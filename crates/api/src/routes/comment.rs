//! Route definitions for comments.

use axum::routing::get;
use axum::Router;

use crate::handlers::comment;
use crate::state::AppState;

/// Comment routes. Creation is nested under the article it starts from.
///
/// ```text
/// GET        /comments                        list
/// GET, POST  /articles/{id}/comments/create   create_form, create
/// GET, POST  /comments/{id}/update            update_form, update
/// GET, POST  /comments/{id}/delete            delete_confirm, delete
/// ```
pub fn router() -> Router<AppState> {
    Router::new()
        .route("/comments", get(comment::list))
        .route(
            "/articles/{id}/comments/create",
            get(comment::create_form).post(comment::create),
        )
        .route(
            "/comments/{id}/update",
            get(comment::update_form).post(comment::update),
        )
        .route(
            "/comments/{id}/delete",
            get(comment::delete_confirm).post(comment::delete),
        )
}
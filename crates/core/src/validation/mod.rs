//! Form validation for articles and comments.
//!
//! Two interchangeable strategies implement [`FieldValidator`]:
//!
//! - [`Declarative`] describes each field's rules as `validator` derive
//!   attributes and collects the resulting messages.
//! - [`Inline`] performs the same checks imperatively, field by field.
//!
//! Both evaluate every field independently and report at most one message per
//! field (the first rule that fails). Identical input yields identical output
//! regardless of which strategy is selected.

mod declarative;
mod inline;

use std::collections::BTreeMap;
use std::fmt;
use std::str::FromStr;

use serde::Serialize;

use crate::article::{ArticleForm, ValidArticle};
use crate::comment::{CommentForm, ValidComment};

pub use declarative::Declarative;
pub use inline::Inline;

// ---------------------------------------------------------------------------
// Limits
// ---------------------------------------------------------------------------

pub const ARTICLE_TITLE_MAX: usize = 200;
pub const ARTICLE_AUTHOR_MAX: usize = 40;
pub const ARTICLE_TEXT_MAX: usize = 3000;
pub const COMMENT_AUTHOR_MAX: usize = 40;
pub const COMMENT_TEXT_MAX: usize = 400;

// ---------------------------------------------------------------------------
// Messages
// ---------------------------------------------------------------------------

pub mod messages {
    pub const TITLE_EMPTY: &str = "Title should not be empty!";
    pub const TITLE_TOO_LONG: &str = "Title should be 200 symbols or less!";
    pub const TITLE_TAKEN: &str = "Article with this title already exists!";
    pub const AUTHOR_EMPTY: &str = "Author should not be empty!";
    pub const AUTHOR_TOO_LONG: &str = "Author should be 40 symbols or less!";
    pub const ARTICLE_TEXT_EMPTY: &str = "Text should not be empty!";
    pub const ARTICLE_TEXT_TOO_LONG: &str = "Text should be 3000 symbols or less!";
    pub const ARTICLE_EMPTY: &str = "Article should not be empty!";
    pub const ARTICLE_UNRESOLVED: &str = "Article with this title does not exist!";
    pub const COMMENT_TEXT_EMPTY: &str = "Text should not be empty!";
    pub const COMMENT_TEXT_TOO_LONG: &str = "Text should be 400 symbols or less!";
}

// ---------------------------------------------------------------------------
// FieldErrors
// ---------------------------------------------------------------------------

/// Field name to human-readable message, one entry per failing field.
///
/// Serializes as a plain map so templates can look up `errors.title`.
#[derive(Debug, Clone, Default, PartialEq, Eq, Serialize)]
#[serde(transparent)]
pub struct FieldErrors(BTreeMap<String, String>);

impl FieldErrors {
    pub fn new() -> Self {
        Self::default()
    }

    /// Record `message` for `field` unless the field already failed.
    pub fn add(&mut self, field: impl Into<String>, message: impl Into<String>) {
        self.0.entry(field.into()).or_insert_with(|| message.into());
    }

    pub fn get(&self, field: &str) -> Option<&str> {
        self.0.get(field).map(String::as_str)
    }

    pub fn contains(&self, field: &str) -> bool {
        self.0.contains_key(field)
    }

    pub fn is_empty(&self) -> bool {
        self.0.is_empty()
    }

    pub fn len(&self) -> usize {
        self.0.len()
    }

    pub fn iter(&self) -> impl Iterator<Item = (&str, &str)> {
        self.0.iter().map(|(k, v)| (k.as_str(), v.as_str()))
    }

    /// `Ok(value)` when nothing failed, otherwise the collected errors.
    pub fn into_result<T>(self, value: T) -> Result<T, FieldErrors> {
        if self.is_empty() {
            Ok(value)
        } else {
            Err(self)
        }
    }
}

impl fmt::Display for FieldErrors {
    fn fmt(&self, f: &mut fmt::Formatter<'_>) -> fmt::Result {
        let parts: Vec<String> = self.iter().map(|(k, v)| format!("{k}: {v}")).collect();
        f.write_str(&parts.join("; "))
    }
}

// ---------------------------------------------------------------------------
// Strategy interface
// ---------------------------------------------------------------------------

/// A validation strategy for submitted article and comment forms.
///
/// Implementations trim surrounding whitespace, treat whitespace-only values
/// as empty, and count lengths in characters.
pub trait FieldValidator: Send + Sync {
    fn check_article(&self, form: &ArticleForm) -> Result<ValidArticle, FieldErrors>;

    /// Check the comment's own fields. Resolving `article` to a stored row is
    /// finished by [`crate::comment::bind_article`] once the lookup has run.
    fn check_comment(&self, form: &CommentForm) -> Result<ValidComment, FieldErrors>;
}

/// Which [`FieldValidator`] the server uses, chosen from configuration.
#[derive(Debug, Clone, Copy, Default, PartialEq, Eq)]
pub enum ValidationStrategy {
    #[default]
    Declarative,
    Inline,
}

impl ValidationStrategy {
    pub fn validator(self) -> &'static dyn FieldValidator {
        match self {
            ValidationStrategy::Declarative => &Declarative,
            ValidationStrategy::Inline => &Inline,
        }
    }

    pub fn as_str(self) -> &'static str {
        match self {
            ValidationStrategy::Declarative => "declarative",
            ValidationStrategy::Inline => "inline",
        }
    }
}

impl fmt::Display for ValidationStrategy {
    fn fmt(&self, f: &mut fmt::Formatter<'_>) -> fmt::Result {
        f.write_str(self.as_str())
    }
}

impl FromStr for ValidationStrategy {
    type Err = String;

    fn from_str(s: &str) -> Result<Self, Self::Err> {
        match s.trim().to_ascii_lowercase().as_str() {
            "declarative" => Ok(ValidationStrategy::Declarative),
            "inline" => Ok(ValidationStrategy::Inline),
            other => Err(format!(
                "Unknown validation strategy '{other}'. Valid strategies: declarative, inline"
            )),
        }
    }
}

/// Trimmed value, or `None` when nothing but whitespace was submitted.
pub(crate) fn present(value: &str) -> Option<String> {
    let trimmed = value.trim();
    (!trimmed.is_empty()).then(|| trimmed.to_string())
}
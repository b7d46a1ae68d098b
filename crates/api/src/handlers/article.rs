//! Handlers for articles.

use axum::extract::{Path, State};
use axum::http::StatusCode;
use axum::response::{IntoResponse, Redirect, Response};
use axum::Form;
use gazette_core::article::{require_unique_title, ArticleForm, ValidArticle};
use gazette_core::error::CoreError;
use gazette_core::types::DbId;
use gazette_core::validation::FieldErrors;
use gazette_db::models::article::Article;
use gazette_db::repositories::{ArticleRepo, CommentRepo};

use super::render;
use crate::error::{AppError, AppResult};
use crate::state::AppState;
use crate::views::{
    ArticleCreatePage, ArticleDeletePage, ArticleDetailPage, ArticleListPage, ArticleUpdatePage,
};

/* --------------------------------------------------------------------------
Helpers
-------------------------------------------------------------------------- */

/// Fetch an article by id or return 404.
pub(crate) async fn ensure_article(pool: &gazette_db::DbPool, id: DbId) -> AppResult<Article> {
    ArticleRepo::find_by_id(pool, id)
        .await?
        .ok_or(AppError::Core(CoreError::NotFound {
            entity: "Article",
            id,
        }))
}

/// Run the configured field rules, then the title-uniqueness rule.
///
/// `current` is the article being edited, whose own title does not count as
/// taken.
async fn check_article(
    state: &AppState,
    form: &ArticleForm,
    current: Option<DbId>,
) -> AppResult<Result<ValidArticle, FieldErrors>> {
    let checked = state.validator.check_article(form);
    let holder = ArticleRepo::find_by_title(&state.pool, form.title.trim())
        .await?
        .map(|a| a.id);
    Ok(require_unique_title(checked, holder, current))
}

fn detail_url(id: DbId) -> String {
    format!("/articles/{id}")
}

/* --------------------------------------------------------------------------
Read
-------------------------------------------------------------------------- */

/// GET /
pub async fn list(State(state): State<AppState>) -> AppResult<Response> {
    let articles = ArticleRepo::list(&state.pool).await?;
    render(&state, StatusCode::OK, &ArticleListPage { articles })
}

/// GET /articles/{id}
pub async fn detail(State(state): State<AppState>, Path(id): Path<DbId>) -> AppResult<Response> {
    let article = ensure_article(&state.pool, id).await?;
    let comments = CommentRepo::list_for_article(&state.pool, id).await?;
    render(
        &state,
        StatusCode::OK,
        &ArticleDetailPage { article, comments },
    )
}

/* --------------------------------------------------------------------------
Create
-------------------------------------------------------------------------- */

/// GET /articles/create
pub async fn create_form(State(state): State<AppState>) -> AppResult<Response> {
    render(
        &state,
        StatusCode::OK,
        &ArticleCreatePage {
            form: ArticleForm::default(),
            errors: FieldErrors::new(),
        },
    )
}

/// POST /articles/create
pub async fn create(
    State(state): State<AppState>,
    Form(form): Form<ArticleForm>,
) -> AppResult<Response> {
    match check_article(&state, &form, None).await? {
        Ok(valid) => {
            let article = ArticleRepo::create(&state.pool, &valid.into()).await?;
            tracing::info!(article_id = article.id, title = %article.title, "Article created");
            Ok(Redirect::to(&detail_url(article.id)).into_response())
        }
        Err(errors) => {
            tracing::debug!(%errors, "Article create rejected");
            render(
                &state,
                StatusCode::UNPROCESSABLE_ENTITY,
                &ArticleCreatePage { form, errors },
            )
        }
    }
}

/* --------------------------------------------------------------------------
Update
-------------------------------------------------------------------------- */

/// GET /articles/{id}/update
pub async fn update_form(
    State(state): State<AppState>,
    Path(id): Path<DbId>,
) -> AppResult<Response> {
    let article = ensure_article(&state.pool, id).await?;
    let form = article.to_form();
    render(
        &state,
        StatusCode::OK,
        &ArticleUpdatePage {
            article,
            form,
            errors: FieldErrors::new(),
        },
    )
}

/// POST /articles/{id}/update
///
/// Validates the submitted values, not the stored ones. On rejection the
/// stored article is left untouched and shown alongside the submission.
pub async fn update(
    State(state): State<AppState>,
    Path(id): Path<DbId>,
    Form(form): Form<ArticleForm>,
) -> AppResult<Response> {
    let article = ensure_article(&state.pool, id).await?;

    match check_article(&state, &form, Some(id)).await? {
        Ok(valid) => {
            let updated = ArticleRepo::update(&state.pool, id, &valid.into())
                .await?
                .ok_or(AppError::Core(CoreError::NotFound {
                    entity: "Article",
                    id,
                }))?;
            tracing::info!(article_id = updated.id, title = %updated.title, "Article updated");
            Ok(Redirect::to(&detail_url(updated.id)).into_response())
        }
        Err(errors) => {
            tracing::debug!(article_id = id, %errors, "Article update rejected");
            render(
                &state,
                StatusCode::UNPROCESSABLE_ENTITY,
                &ArticleUpdatePage {
                    article,
                    form,
                    errors,
                },
            )
        }
    }
}

/* --------------------------------------------------------------------------
Delete
-------------------------------------------------------------------------- */

/// GET /articles/{id}/delete
pub async fn delete_confirm(
    State(state): State<AppState>,
    Path(id): Path<DbId>,
) -> AppResult<Response> {
    let article = ensure_article(&state.pool, id).await?;
    let comment_count = CommentRepo::count_for_article(&state.pool, id).await?;
    render(
        &state,
        StatusCode::OK,
        &ArticleDeletePage {
            article,
            comment_count,
        },
    )
}

/// POST /articles/{id}/delete
///
/// Comments of the article are removed with it.
pub async fn delete(State(state): State<AppState>, Path(id): Path<DbId>) -> AppResult<Response> {
    let deleted = ArticleRepo::delete(&state.pool, id).await?;
    if !deleted {
        return Err(AppError::Core(CoreError::NotFound {
            entity: "Article",
            id,
        }));
    }

    tracing::info!(article_id = id, "Article deleted");
    Ok(Redirect::to("/").into_response())
}
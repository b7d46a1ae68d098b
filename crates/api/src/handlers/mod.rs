//! Request handlers for articles and comments.
//!
//! Each submodule provides the GET and POST handlers for one entity. A GET
//! renders a page; a POST validates the submitted form and either commits one
//! write and redirects, or re-renders the form with field errors.

pub mod article;
pub mod comment;

use axum::http::StatusCode;
use axum::response::{Html, IntoResponse, Response};

use crate::error::AppResult;
use crate::state::AppState;
use crate::views::Page;

/// Render `page` with the given status as an HTML response.
pub(crate) fn render<P: Page>(state: &AppState, status: StatusCode, page: &P) -> AppResult<Response> {
    let body = state.views.render(page)?;
    Ok((status, Html(body)).into_response())
}
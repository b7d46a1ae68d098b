use std::time::Duration;

use axum::http::{HeaderName, StatusCode};
use axum::Router;
use tower_http::catch_panic::CatchPanicLayer;
use tower_http::request_id::{MakeRequestUuid, PropagateRequestIdLayer, SetRequestIdLayer};
use tower_http::timeout::TimeoutLayer;
use tower_http::trace::{DefaultMakeSpan, DefaultOnResponse, TraceLayer};
use tracing::Level;

use crate::routes;
use crate::state::AppState;

/// Assemble the full application: routes plus the middleware stack.
///
/// Shared by the binary and the integration tests so both exercise the same
/// layers (request ID, timeout, tracing, panic recovery).
pub fn build_app(state: AppState) -> Router {
    let request_id_header = HeaderName::from_static("x-request-id");
    let timeout = Duration::from_secs(state.config.request_timeout_secs);

    Router::new()
        .merge(routes::health::router())
        .merge(routes::site_routes())
        // -- Middleware stack (applied bottom-up) --
        // Panic recovery: catch panics and return 500.
        .layer(CatchPanicLayer::new())
        // Request timeout.
        .layer(TimeoutLayer::with_status_code(
            StatusCode::REQUEST_TIMEOUT,
            timeout,
        ))
        // Propagate request ID to response.
        .layer(PropagateRequestIdLayer::new(request_id_header.clone()))
        // Structured request/response tracing.
        .layer(
            TraceLayer::new_for_http()
                .make_span_with(DefaultMakeSpan::new().level(Level::INFO))
                .on_response(DefaultOnResponse::new().level(Level::INFO)),
        )
        // Set request ID on incoming requests.
        .layer(SetRequestIdLayer::new(request_id_header, MakeRequestUuid))
        // Shared state.
        .with_state(state)
}
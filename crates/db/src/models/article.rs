//! Article entity model and DTOs.

use gazette_core::article::{ArticleForm, ValidArticle};
use gazette_core::types::DbId;
use serde::Serialize;
use sqlx::FromRow;

/// An article row from the `articles` table.
#[derive(Debug, Clone, FromRow, Serialize)]
pub struct Article {
    pub id: DbId,
    pub title: String,
    pub author: String,
    pub text: String,
}

impl Article {
    /// The stored values as a form, for pre-filling edit pages.
    pub fn to_form(&self) -> ArticleForm {
        ArticleForm {
            title: self.title.clone(),
            author: self.author.clone(),
            text: self.text.clone(),
        }
    }
}

/// DTO for inserting or replacing an article. Every field is written.
#[derive(Debug, Clone)]
pub struct ArticleFields {
    pub title: String,
    pub author: String,
    pub text: String,
}

impl From<ValidArticle> for ArticleFields {
    fn from(valid: ValidArticle) -> Self {
        Self {
            title: valid.title,
            author: valid.author,
            text: valid.text,
        }
    }
}
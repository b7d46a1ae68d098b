//! Article form input and its validated shape.

use serde::{Deserialize, Serialize};

use crate::types::DbId;
use crate::validation::{messages, FieldErrors};

/// Raw article form as submitted. Missing fields deserialize as empty.
#[derive(Debug, Clone, Default, PartialEq, Eq, Serialize, Deserialize)]
#[serde(default)]
pub struct ArticleForm {
    pub title: String,
    pub author: String,
    pub text: String,
}

/// An article submission that passed every field rule.
#[derive(Debug, Clone, PartialEq, Eq)]
pub struct ValidArticle {
    pub title: String,
    pub author: String,
    pub text: String,
}

/// Finish article validation with the title-uniqueness rule.
///
/// `holder` is the id of the stored article already using the submitted
/// title, if any; `current` is the article being edited (`None` on create).
/// Only applied when the title passed its own rules.
pub fn require_unique_title(
    checked: Result<ValidArticle, FieldErrors>,
    holder: Option<DbId>,
    current: Option<DbId>,
) -> Result<ValidArticle, FieldErrors> {
    let taken = holder.is_some() && holder != current;
    match checked {
        Ok(_) if taken => {
            let mut errors = FieldErrors::new();
            errors.add("title", messages::TITLE_TAKEN);
            Err(errors)
        }
        Err(mut errors) if taken && !errors.contains("title") => {
            errors.add("title", messages::TITLE_TAKEN);
            Err(errors)
        }
        other => other,
    }
}

#[cfg(test)]
mod tests {
    use super::*;

    fn valid() -> ValidArticle {
        ValidArticle {
            title: "Hello".into(),
            author: "Bob".into(),
            text: "Body".into(),
        }
    }

    #[test]
    fn free_title_passes() {
        assert_eq!(require_unique_title(Ok(valid()), None, None), Ok(valid()));
    }

    #[test]
    fn own_title_passes_on_update() {
        assert_eq!(
            require_unique_title(Ok(valid()), Some(3), Some(3)),
            Ok(valid())
        );
    }

    #[test]
    fn title_held_by_another_article_fails() {
        let errors = require_unique_title(Ok(valid()), Some(3), Some(4)).unwrap_err();
        assert_eq!(errors.get("title"), Some(messages::TITLE_TAKEN));

        let errors = require_unique_title(Ok(valid()), Some(3), None).unwrap_err();
        assert_eq!(errors.get("title"), Some(messages::TITLE_TAKEN));
    }

    #[test]
    fn taken_title_joins_other_field_errors() {
        let mut errors = FieldErrors::new();
        errors.add("text", messages::ARTICLE_TEXT_EMPTY);

        let errors = require_unique_title(Err(errors), Some(1), None).unwrap_err();
        assert_eq!(errors.len(), 2);
        assert_eq!(errors.get("title"), Some(messages::TITLE_TAKEN));
    }

    #[test]
    fn title_rule_error_is_not_replaced() {
        let mut errors = FieldErrors::new();
        errors.add("title", messages::TITLE_TOO_LONG);

        let errors = require_unique_title(Err(errors), Some(1), None).unwrap_err();
        assert_eq!(errors.get("title"), Some(messages::TITLE_TOO_LONG));
    }
}
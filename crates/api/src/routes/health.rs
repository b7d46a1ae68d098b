//! Liveness and content summary for operators.

use axum::extract::State;
use axum::{routing::get, Json, Router};
use gazette_db::repositories::{ArticleRepo, CommentRepo};
use serde::Serialize;

use crate::state::AppState;

#[derive(Serialize)]
pub struct HealthResponse {
    /// `ok` when the store answers, `degraded` otherwise.
    pub status: &'static str,
    pub version: &'static str,
    pub db_healthy: bool,
    /// Active form validator, as set by `VALIDATION_STRATEGY`.
    pub validation: &'static str,
    /// Stored rows; absent when the store cannot be read.
    #[serde(skip_serializing_if = "Option::is_none")]
    pub content: Option<ContentCounts>,
}

#[derive(Serialize)]
pub struct ContentCounts {
    pub articles: i64,
    pub comments: i64,
}

async fn content_counts(pool: &gazette_db::DbPool) -> Result<ContentCounts, sqlx::Error> {
    Ok(ContentCounts {
        articles: ArticleRepo::count(pool).await?,
        comments: CommentRepo::count(pool).await?,
    })
}

/// GET /health
async fn health(State(state): State<AppState>) -> Json<HealthResponse> {
    let content = match content_counts(&state.pool).await {
        Ok(counts) => Some(counts),
        Err(err) => {
            tracing::warn!(error = %err, "Health check could not read the store");
            None
        }
    };
    let db_healthy = content.is_some();

    Json(HealthResponse {
        status: if db_healthy { "ok" } else { "degraded" },
        version: env!("CARGO_PKG_VERSION"),
        db_healthy,
        validation: state.config.validation.as_str(),
        content,
    })
}

pub fn router() -> Router<AppState> {
    Router::new().route("/health", get(health))
}
//! Server-rendered pages.
//!
//! Every page is a typed model implementing [`Page`], which binds it to one
//! template. Templates are compiled into the binary and rendered with Tera;
//! the model's fields become the template context.

use gazette_core::article::ArticleForm;
use gazette_core::comment::CommentForm;
use gazette_core::validation::FieldErrors;
use gazette_db::models::article::Article;
use gazette_db::models::comment::Comment;
use serde::Serialize;
use tera::{Context, Tera};

/// A renderable page model.
pub trait Page: Serialize {
    /// Template identifier within [`Views`].
    const TEMPLATE: &'static str;
}

const TEMPLATES: &[(&str, &str)] = &[
    ("base.html", include_str!("../templates/base.html")),
    ("index.html", include_str!("../templates/index.html")),
    ("article.html", include_str!("../templates/article.html")),
    ("form_fields.html", include_str!("../templates/form_fields.html")),
    ("create.html", include_str!("../templates/create.html")),
    ("update.html", include_str!("../templates/update.html")),
    ("delete.html", include_str!("../templates/delete.html")),
    (
        "comment/comment_index.html",
        include_str!("../templates/comment/comment_index.html"),
    ),
    (
        "comment/form_fields.html",
        include_str!("../templates/comment/form_fields.html"),
    ),
    (
        "comment/create.html",
        include_str!("../templates/comment/create.html"),
    ),
    (
        "comment/update.html",
        include_str!("../templates/comment/update.html"),
    ),
    (
        "comment/delete.html",
        include_str!("../templates/comment/delete.html"),
    ),
];

/// The compiled template set.
pub struct Views {
    tera: Tera,
}

impl Views {
    /// Parse every embedded template. HTML output is autoescaped.
    pub fn new() -> Result<Self, tera::Error> {
        let mut tera = Tera::default();
        tera.add_raw_templates(TEMPLATES.iter().copied())?;
        Ok(Self { tera })
    }

    pub fn render<P: Page>(&self, page: &P) -> Result<String, tera::Error> {
        let context = Context::from_serialize(page)?;
        self.tera.render(P::TEMPLATE, &context)
    }
}

// ---------------------------------------------------------------------------
// Article pages
// ---------------------------------------------------------------------------

#[derive(Debug, Serialize)]
pub struct ArticleListPage {
    pub articles: Vec<Article>,
}

impl Page for ArticleListPage {
    const TEMPLATE: &'static str = "index.html";
}

#[derive(Debug, Serialize)]
pub struct ArticleDetailPage {
    pub article: Article,
    /// Newest first.
    pub comments: Vec<Comment>,
}

impl Page for ArticleDetailPage {
    const TEMPLATE: &'static str = "article.html";
}

#[derive(Debug, Serialize)]
pub struct ArticleCreatePage {
    pub form: ArticleForm,
    pub errors: FieldErrors,
}

impl Page for ArticleCreatePage {
    const TEMPLATE: &'static str = "create.html";
}

#[derive(Debug, Serialize)]
pub struct ArticleUpdatePage {
    /// The stored article, unchanged by a rejected submission.
    pub article: Article,
    pub form: ArticleForm,
    pub errors: FieldErrors,
}

impl Page for ArticleUpdatePage {
    const TEMPLATE: &'static str = "update.html";
}

#[derive(Debug, Serialize)]
pub struct ArticleDeletePage {
    pub article: Article,
    /// Comments that go away with the article.
    pub comment_count: i64,
}

impl Page for ArticleDeletePage {
    const TEMPLATE: &'static str = "delete.html";
}

// ---------------------------------------------------------------------------
// Comment pages
// ---------------------------------------------------------------------------

#[derive(Debug, Serialize)]
pub struct CommentListPage {
    /// Newest first.
    pub comments: Vec<Comment>,
}

impl Page for CommentListPage {
    const TEMPLATE: &'static str = "comment/comment_index.html";
}

#[derive(Debug, Serialize)]
pub struct CommentCreatePage {
    /// The article named in the request path.
    pub article: Article,
    pub form: CommentForm,
    pub errors: FieldErrors,
    /// Choices for the `article` field.
    pub articles: Vec<Article>,
}

impl Page for CommentCreatePage {
    const TEMPLATE: &'static str = "comment/create.html";
}

#[derive(Debug, Serialize)]
pub struct CommentUpdatePage {
    /// The stored comment, unchanged by a rejected submission.
    pub comment: Comment,
    pub form: CommentForm,
    pub errors: FieldErrors,
    pub articles: Vec<Article>,
}

impl Page for CommentUpdatePage {
    const TEMPLATE: &'static str = "comment/update.html";
}

#[derive(Debug, Serialize)]
pub struct CommentDeletePage {
    pub comment: Comment,
}

impl Page for CommentDeletePage {
    const TEMPLATE: &'static str = "comment/delete.html";
}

************

:: THE TASK ::
Give the number of lines in the data that contain the word "else", and add no other text.

:: EXERCISE RESPONSE ::
2